Macron a eu raison... tout en se trompant sur l'épidémie
Résumons-nous : les épidémiologistes n'étaient pas très loin de la réalité dans leurs interventions publiques et dans leurs modélisations les plus optimistes jusqu'à la fin du mois de janvier (bien que pessimistes sur le niveau d'hospitalisations). Mais ils se trompaient dans l'hypothèse unique qu'ils ont dû choisir, pour produire la note pessimiste du 29 janvier. En fait, le couvre-feu, et probablement d'autres facteurs, allaient temporairement stabiliser l'épidémie – ce qu'a fait remarquer le 28 mars la directrice de l'Epicx, Vittoria Colizza. Macron, lui, a décidé de s'affranchir de cette fameuse note du Conseil scientifique, et de l'ensemble des travaux produits avant ou après cette note, pour opérer son "pari" tant vanté en février, et se plonger, selon les confidences de ses proches transmises à divers médias, dans la littérature scientifique anglo-saxonne.
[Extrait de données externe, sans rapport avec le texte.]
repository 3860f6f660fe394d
//! Structured tracing helpers.

use anyhow::{Context, anyhow};
use tracing_subscriber::EnvFilter;

/// Installs a global `fmt` subscriber.
///
/// `RUST_LOG` takes precedence; otherwise `default_directive` (for example
/// `"info,gate_parliament=debug"`) is used.
///
/// # Errors
///
/// Returns an error when the directive is invalid or a global subscriber is
/// already installed.
pub fn init_tracing(default_directive: &str) -> anyhow::Result<()> {
    let filter = match EnvFilter::try_from_default_env() {
        Ok(filter) => filter,
        Err(_) => EnvFilter::try_new(default_directive)
            .with_context(|| format!("invalid tracing directive `{default_directive}`"))?,
    };

    tracing_subscriber::fmt()
        .with_env_filter(filter)
        .with_target(false)
        .with_level(true)
        .try_init()
        .map_err(|err| anyhow!(err))
}
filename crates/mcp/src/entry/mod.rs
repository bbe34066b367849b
#![forbid(unsafe_code)]

mod stdio;

pub(crate) use stdio::run_stdio;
Mais l'erreur commise par les épidémiologistes était une erreur de degré. Pas de fond. Leur proposition de reconfiner était destinée, dans tous les cas de figures, à "faire chuter les contaminations pour aborder le printemps de manière plus sereine", pointe Le Figaro le 27 mars. Macron, lui, en invitant début mars à "tenir quatre à six semaines", avant de finalement durcir les restrictions face à la réalité, a commis une erreur non de degré mais sur la nature même de la croissance épidémique. Comme un bis repetita
du plateau imprévu de septembre 2020. "Le modèle ne s’était (...) pas trompé de dynamique globale, il avait anticipé d’un mois la montée en charge épidémique", résumait d'ailleurs à la mi-mars Libération à propos de cette seconde vague française du Covid-19. "Nous avons tendance à attendre des modèles qu’ils nous prédisent l’avenir proche, ce dont ils sont en réalité encore largement incapables. C’est un peu comme si on demandait au Groupe d’expert international sur le climat (Giec) de nous donner la météo de demain…", pointait l'article.